Transcriptome analysis following neurotropic virus infection reveals faulty innate immunity and delayed antigen presentation in mice susceptible to virus‐induced demyelination

Viral infections of the central nervous system cause acute or delayed neuropathology and clinical consequences ranging from asymptomatic courses to chronic, debilitating diseases. The outcome of viral encephalitis is partially determined by genetically programed immune response patterns of the host. Experimental infection of mice with Theiler's murine encephalomyelitis virus (TMEV) causes diverse neurologic diseases, including TMEV‐induced demyelinating disease (TMEV‐IDD), depending on the used mouse strain. The aim of the present study was to compare initial transcriptomic changes occurring in the brain of TMEV‐infected SJL (TMEV‐IDD susceptible) and C57BL/6 (TMEV‐IDD resistant) mice. Animals were infected with TMEV and sacrificed 4, 7, or 14 days post infection. RNA was isolated from brain tissue and analyzed by whole‐transcriptome sequencing. Selected differences were confirmed on a protein level by immunohistochemistry. In mock‐infected SJL and C57BL/6 mice, >200 differentially expressed genes (DEGs) were detected. Following TMEV‐infection, the number of DEGs increased to >700. Infected C57BL/6 mice showed a higher expression of transcripts related to antigen presentation via major histocompatibility complex (MHC) I, innate antiviral immune responses and cytotoxicity, compared with infected SJL animals. Expression of many of those genes was weaker or delayed in SJL mice, associated with a failure of viral clearance in this mouse strain.

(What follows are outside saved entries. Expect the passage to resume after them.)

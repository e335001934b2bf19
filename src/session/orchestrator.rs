//! Per-device admission pipeline and global teardown.
//!
//! Devices are admitted one at a time in list order. Admission ends when a
//! device's process pair is registered; from then on the pair runs on its own
//! while the next device is admitted. A failing device is skipped and never
//! stops the run.

use super::directory::SessionDirectories;
use super::launcher::{ClientLaunch, ProcessLauncher, ServerLaunch};
use super::port_allocator::PortAllocator;
use super::process::ProcessHandle;
use super::supervisor::ProcessSupervisor;
use super::types::{DeviceReport, DeviceState, PairKey, ProcessPair, RunContext, RunReport};
use crate::bridge::DeviceBridge;
use crate::config::RunConfig;
use crate::error::RunError;
use crate::farm::DeviceFarm;
use std::path::{Path, PathBuf};
use std::sync::Arc;
use tracing::{debug, error, info, warn};

/// User name used for the session directory if the farm cannot tell us.
const UNKNOWN_USER: &str = "unknown";

/// Drives a whole test run.
pub struct Orchestrator {
    config: Arc<RunConfig>,
    farm: Arc<dyn DeviceFarm>,
    bridge: Arc<dyn DeviceBridge>,
    directories: SessionDirectories,
    ports: PortAllocator,
    supervisor: Arc<ProcessSupervisor>,
}

/// Tracks how far one device got, for logging and the run report.
struct Pipeline<'a> {
    serial: &'a str,
    state: DeviceState,
}

impl<'a> Pipeline<'a> {
    fn new(serial: &'a str) -> Self {
        Self {
            serial,
            state: DeviceState::Pending,
        }
    }

    fn advance(&mut self, next: DeviceState) {
        debug!(serial = %self.serial, from = %self.state, to = %next, "Pipeline transition");
        self.state = next;
    }
}

impl Orchestrator {
    pub fn new(
        config: Arc<RunConfig>,
        farm: Arc<dyn DeviceFarm>,
        bridge: Arc<dyn DeviceBridge>,
        launcher: Arc<dyn ProcessLauncher>,
    ) -> Self {
        let supervisor = Arc::new(ProcessSupervisor::new(
            launcher,
            farm.clone(),
            bridge.clone(),
        ));
        Self {
            config,
            farm,
            bridge,
            directories: SessionDirectories::new(),
            ports: PortAllocator::new(),
            supervisor,
        }
    }

    pub fn supervisor(&self) -> &Arc<ProcessSupervisor> {
        &self.supervisor
    }

    /// Admit every configured device, then attach terminal handling to every
    /// registered pair.
    ///
    /// Returns once admission is over; the registered pairs keep running.
    /// Errors are run-level only: an empty device list, a bad port range or an
    /// unusable output directory.
    pub async fn run(&self) -> Result<RunReport, RunError> {
        let serials = &self.config.devices;
        if serials.is_empty() {
            return Err(RunError::NoDevices);
        }

        let ranges = self.config.ports;
        let rest_ports = self
            .ports
            .allocate(serials.len(), ranges.rest.min, ranges.rest.max)?;
        let bootstrap_ports =
            self.ports
                .allocate(serials.len(), ranges.bootstrap.min, ranges.bootstrap.max)?;

        let user_name = match self.farm.current_user().await {
            Ok(user) => user.name,
            Err(e) => {
                warn!(error = %e, "Could not look up current user");
                UNKNOWN_USER.to_string()
            }
        };
        let session_dir = self
            .directories
            .create_session_root(&self.config.output_path, &user_name)
            .await?;
        info!(path = %session_dir.display(), "Directory for this session");

        let mut devices = Vec::with_capacity(serials.len());
        for (i, serial) in serials.iter().enumerate() {
            let context = RunContext {
                serial: serial.clone(),
                automation_port: rest_ports[i],
                bootstrap_port: bootstrap_ports[i],
                session_dir: session_dir.clone(),
            };
            devices.push(self.admit(&context).await);
        }
        info!("Iterating devices list done");

        let watched = self.supervisor.watch_all();
        debug!(pairs = watched, "Terminal listeners attached");

        Ok(RunReport {
            run_id: self.supervisor.run_id(),
            session_dir,
            devices,
        })
    }

    /// Wait until every registered pair has finished.
    pub async fn wait_for_completion(&self) {
        self.supervisor.wait_until_idle().await;
    }

    /// Kill every tracked process, then release every device held by the user.
    pub async fn teardown(&self) {
        let killed = self.supervisor.kill_all().await;
        let released = self.farm.release_all().await;
        info!(killed = killed, released = released, "Exiting");
    }

    /// Run one device through admission. Never fails the run.
    async fn admit(&self, context: &RunContext) -> DeviceReport {
        let mut pipeline = Pipeline::new(&context.serial);
        let result = self.admit_device(context, &mut pipeline).await;

        let mut report = DeviceReport {
            serial: context.serial.clone(),
            automation_port: context.automation_port,
            bootstrap_port: context.bootstrap_port,
            state: DeviceState::Skipped,
            reached: pipeline.state,
            client_pid: None,
            error: None,
        };

        match result {
            Ok(key) => {
                report.state = DeviceState::Registered;
                report.client_pid = Some(key.client_pid);
            }
            Err(e) => {
                match (&e, pipeline.state) {
                    (RunError::DeviceUnavailable(_), _) => {
                        info!(serial = %context.serial, "Omitting device")
                    }
                    (_, DeviceState::BridgeConnected) => error!(
                        serial = %context.serial,
                        port = context.automation_port,
                        error = %e,
                        "Automation server could not be started"
                    ),
                    (_, reached) => warn!(
                        serial = %context.serial,
                        reached = %reached,
                        error = %e,
                        "Device pipeline aborted"
                    ),
                }
                report.error = Some(e.to_string());
            }
        }
        report
    }

    async fn admit_device(
        &self,
        context: &RunContext,
        pipeline: &mut Pipeline<'_>,
    ) -> Result<PairKey, RunError> {
        let serial = context.serial.as_str();
        pipeline.advance(DeviceState::CheckingAvailability);
        if self.supervisor.registry().contains_serial(serial) {
            return Err(RunError::AlreadyRunning(serial.to_string()));
        }
        self.farm.check_availability(serial).await?;
        pipeline.advance(DeviceState::Admitted);

        let device_path = self
            .directories
            .create_device_dir(&context.session_dir, serial)
            .await?;
        info!(serial = %serial, "Directory structure for device created");
        pipeline.advance(DeviceState::DirectoryCreated);

        let remote_connect_url = self.farm.reserve(serial).await?;
        pipeline.advance(DeviceState::Reserved);

        match self
            .start_pair(context, &device_path, &remote_connect_url, pipeline)
            .await
        {
            Ok(key) => Ok(key),
            Err(e) => {
                if !matches!(e, RunError::AlreadyRunning(_)) {
                    self.supervisor.release_device(serial).await;
                }
                Err(e)
            }
        }
    }

    async fn start_pair(
        &self,
        context: &RunContext,
        device_path: &Path,
        remote_connect_url: &str,
        pipeline: &mut Pipeline<'_>,
    ) -> Result<PairKey, RunError> {
        let serial = context.serial.as_str();

        self.bridge.connect(remote_connect_url).await?;
        pipeline.advance(DeviceState::BridgeConnected);

        let server = self
            .supervisor
            .spawn_server(&ServerLaunch {
                serial: serial.to_string(),
                address: self.config.launch.server_address.clone(),
                port: context.automation_port,
                bootstrap_port: context.bootstrap_port,
                work_dir: device_path.to_path_buf(),
            })
            .await?;
        info!(serial = %serial, port = context.automation_port, "Automation server started");
        pipeline.advance(DeviceState::ServerStarted);

        let (client, client_url) = match self.start_client(context, device_path).await {
            Ok(started) => started,
            Err(e) => {
                server.kill().await;
                return Err(e);
            }
        };
        pipeline.advance(DeviceState::ClientStarted);

        let key = self
            .supervisor
            .register(ProcessPair {
                run_id: self.supervisor.run_id(),
                serial: serial.to_string(),
                device_path: device_path.to_path_buf(),
                remote_connect_url: client_url,
                server,
                client,
            })
            .await?;
        pipeline.advance(DeviceState::Registered);
        Ok(key)
    }

    async fn start_client(
        &self,
        context: &RunContext,
        device_path: &Path,
    ) -> Result<(ProcessHandle, String), RunError> {
        let info = self.farm.device_info(&context.serial).await?;
        let launch = self.config.launch.clone();
        let client = self
            .supervisor
            .spawn_client(&ClientLaunch {
                serial: context.serial.clone(),
                test_artifact: launch.test_artifact,
                remote_connect_url: info.remote_connect_url.clone(),
                platform: info.platform,
                version: info.version,
                server_address: launch.server_address,
                server_port: context.automation_port,
                apk_path: launch.apk_path,
                work_dir: PathBuf::from(device_path),
            })
            .await?;
        Ok((client, info.remote_connect_url))
    }
}
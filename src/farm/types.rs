//! Farm API payloads. Only the fields the runner consumes are modelled.

use serde::{Deserialize, Serialize};

/// Owner record attached to a leased device.
#[derive(Debug, Clone, Default, PartialEq, Eq, Serialize, Deserialize)]
pub struct DeviceOwner {
    #[serde(default)]
    pub email: Option<String>,
    #[serde(default)]
    pub name: Option<String>,
}

/// Snapshot of a device record.
#[derive(Debug, Clone, Default, PartialEq, Eq, Serialize, Deserialize)]
#[serde(rename_all = "camelCase")]
pub struct Device {
    pub serial: String,
    #[serde(default)]
    pub present: bool,
    #[serde(default)]
    pub ready: bool,
    #[serde(default)]
    pub using: bool,
    #[serde(default)]
    pub owner: Option<DeviceOwner>,
    #[serde(default)]
    pub platform: Option<String>,
    #[serde(default)]
    pub version: Option<String>,
    #[serde(default)]
    pub remote_connect_url: Option<String>,
}

impl Device {
    /// A device can be leased only when present, ready, unused and unowned.
    pub fn is_available(&self) -> bool {
        self.present && self.ready && !self.using && self.owner.is_none()
    }
}

/// What the test runner needs to know about a leased device.
#[derive(Debug, Clone, PartialEq, Eq)]
pub struct DeviceInfo {
    pub serial: String,
    pub platform: String,
    pub version: String,
    pub remote_connect_url: String,
}

/// The farm user owning the auth token.
#[derive(Debug, Clone, PartialEq, Eq, Serialize, Deserialize)]
pub struct User {
    pub name: String,
    #[serde(default)]
    pub email: String,
}

/// Result of a release request.
#[derive(Debug, Clone, Copy, PartialEq, Eq)]
pub enum ReleaseOutcome {
    /// The lease was held and has been dropped.
    Released,
    /// The current user did not hold the device.
    NotHeld,
    /// The farm answered but refused the release.
    Rejected,
}

#[derive(Debug, Deserialize)]
pub(crate) struct DeviceResponse {
    pub device: Device,
}

#[derive(Debug, Deserialize)]
pub(crate) struct DevicesResponse {
    #[serde(default)]
    pub devices: Vec<Device>,
}

#[derive(Debug, Deserialize)]
pub(crate) struct UserResponse {
    pub user: User,
}

#[derive(Debug, Deserialize)]
pub(crate) struct SuccessResponse {
    #[serde(default)]
    pub success: bool,
    #[serde(default)]
    pub description: Option<String>,
}

#[derive(Debug, Deserialize)]
#[serde(rename_all = "camelCase")]
pub(crate) struct RemoteConnectResponse {
    pub remote_connect_url: String,
}

#[derive(Debug, Serialize)]
pub(crate) struct AddDeviceRequest<'a> {
    pub serial: &'a str,
    pub timeout: u64,
}

#[cfg(test)]
mod tests {
    use super::*;

    fn device(json: &str) -> Device {
        serde_json::from_str(json).expect("device should parse")
    }

    #[test]
    fn available_device() {
        let d = device(r#"{"serial":"A","present":true,"ready":true,"using":false,"owner":null}"#);
        assert!(d.is_available());
    }

    #[test]
    fn owned_device_is_unavailable() {
        let d = device(
            r#"{"serial":"A","present":true,"ready":true,"using":false,
                "owner":{"email":"someone@example.com","name":"someone"}}"#,
        );
        assert!(!d.is_available());
    }

    #[test]
    fn missing_flags_mean_unavailable() {
        assert!(!device(r#"{"serial":"A"}"#).is_available());
        assert!(!device(r#"{"serial":"A","present":true,"ready":false}"#).is_available());
        let in_use = r#"{"serial":"A","present":true,"ready":true,"using":true}"#;
        assert!(!device(in_use).is_available());
    }
}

SJL mice showed prolonged elevation of MHC II and chemotactic genes compared with C57BL/6 mice, which presumably facilitates the induction of chronic demyelinating disease. In addition, elevated expression of several genes associated with immunomodulatory or –suppressive functions was observed in SJL mice. The exploratory study confirms previous observations in the model and provides an extensive list of new immunologic parameters potentially contributing to different outcomes of viral encephalitis in two mouse strains.